Dans Libération du 14/02/2012, dans le but de contester par anticipation la recommandation de bonnes pratiques de la Haute Autorité de Santé pour l’autisme, Bernard Golse affirmait: « Dans l’autisme, rien n’est validé, tout marche si on met le paquet, c’est l’intensité de la prise en charge qui compte ». Les trois termes de cette affirmation sont faux. Reprenons-les un par un.
« Dans l’autisme, rien n’est validé »
Il est faux que dans l’autisme rien ne soit validé, il y a eu de nombreux essais cliniques qui ont évalué et comparé l’efficacité de différentes approches, et montré que certaines méthodes éducatives (notamment ABA, TEACCH, ESDM) avaient une efficacité supérieure aux soins courants.
La meilleure synthèse en a été faite par la Haute Autorité de Santé en 2012. On peut également consulter la bibliographie compilée par l’association Egalited, qui recense non seulement les études scientifiques, mais également les rapports de synthèse et les recommandations établies dans d’autres pays, qui convergent avec celles de la HAS.
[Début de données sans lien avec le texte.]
//! Numerical constants used throughout the tracker
//!
//! These are defaults and tolerances. Values that a caller may want to tune
//! (condition limit, covariance tolerance) are also exposed on `TrackerConfig`.

/// Default upper bound on the condition number of the innovation covariance.
///
/// Above this the 2×2 inverse is considered numerically meaningless and the
/// step degrades to predict-only.
pub const DEFAULT_MAX_CONDITION_NUMBER: f64 = 1e12;

/// Default tolerance for covariance invariant checks.
///
/// Applied relative to the largest absolute entry of the matrix (with an
/// absolute floor of the same value), for both asymmetry and negative variances.
pub const DEFAULT_COVARIANCE_TOLERANCE: f64 = 1e-9;

/// Rounding allowance for the squared Mahalanobis distance.
///
/// Distances in `[-tolerance, 0)` are rounding noise from a positive-definite
/// inverse; anything below is reported as an invariant violation.
pub const GATE_DISTANCE_TOLERANCE: f64 = 1e-9;

/// Default gating threshold on the squared Mahalanobis distance.
///
/// Chi-square 99% quantile for 2 degrees of freedom.
pub const DEFAULT_GATE_THRESHOLD: f64 = 9.21;

/// Default timestep between consecutive observations
pub const DEFAULT_TIMESTEP: f64 = 1.0;

/// Default scale of the initial covariance (`P0 = scale · I₄`)
pub const DEFAULT_INITIAL_COVARIANCE_SCALE: f64 = 1.0;

/// Default process-noise scale of the un-tuned baseline model
pub const DEFAULT_BASELINE_PROCESS_SCALE: f64 = 1.0;

/// Default measurement-noise scale of the un-tuned baseline model
pub const DEFAULT_BASELINE_MEASUREMENT_SCALE: f64 = 1.0;

/// Default process-noise candidates for the grid search
pub const DEFAULT_PROCESS_SCALES: [f64; 5] = [1e-3, 1e-2, 1e-1, 1.0, 10.0];

/// Default measurement-noise candidates for the grid search
pub const DEFAULT_MEASUREMENT_SCALES: [f64; 5] = [1e-2, 1e-1, 1.0, 10.0, 100.0];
Bien évidemment, cet état des lieux scientifique reste provisoire et à réévaluer périodiquement. Le nombre d’études d’évaluation des interventions pour l’autisme reste insuffisant, et un certain nombre d’entre elles présentent des insuffisances méthodologiques (notamment de faibles effectifs). Néanmoins, il y a aujourd’hui suffisamment de données publiées pour se prêter à des méta-analyses, qui confirment les effets positifs d’interventions comportementales telles que ABA (applied behaviour analysis). On ne peut donc pas décemment dire que rien n’est validé.
« Tout marche si on met le paquet »
Par cette affirmation, Bernard Golse entendait mettre sur un pied d’égalité les interventions comportementales ayant fait l’objet d’évaluations positives, et les interventions psychanalytiques ou dites de « psychothérapie institutionnelle », n’ayant fait l’objet d’aucune évaluation, mais ayant tout de même sa préférence. Or s’il est vrai que l’absence d’évaluation des approches psychanalytiques empêche de dire quoi que ce soit à leur sujet, cela ne permet pas non plus de les ranger à égalité avec les approches comportementales.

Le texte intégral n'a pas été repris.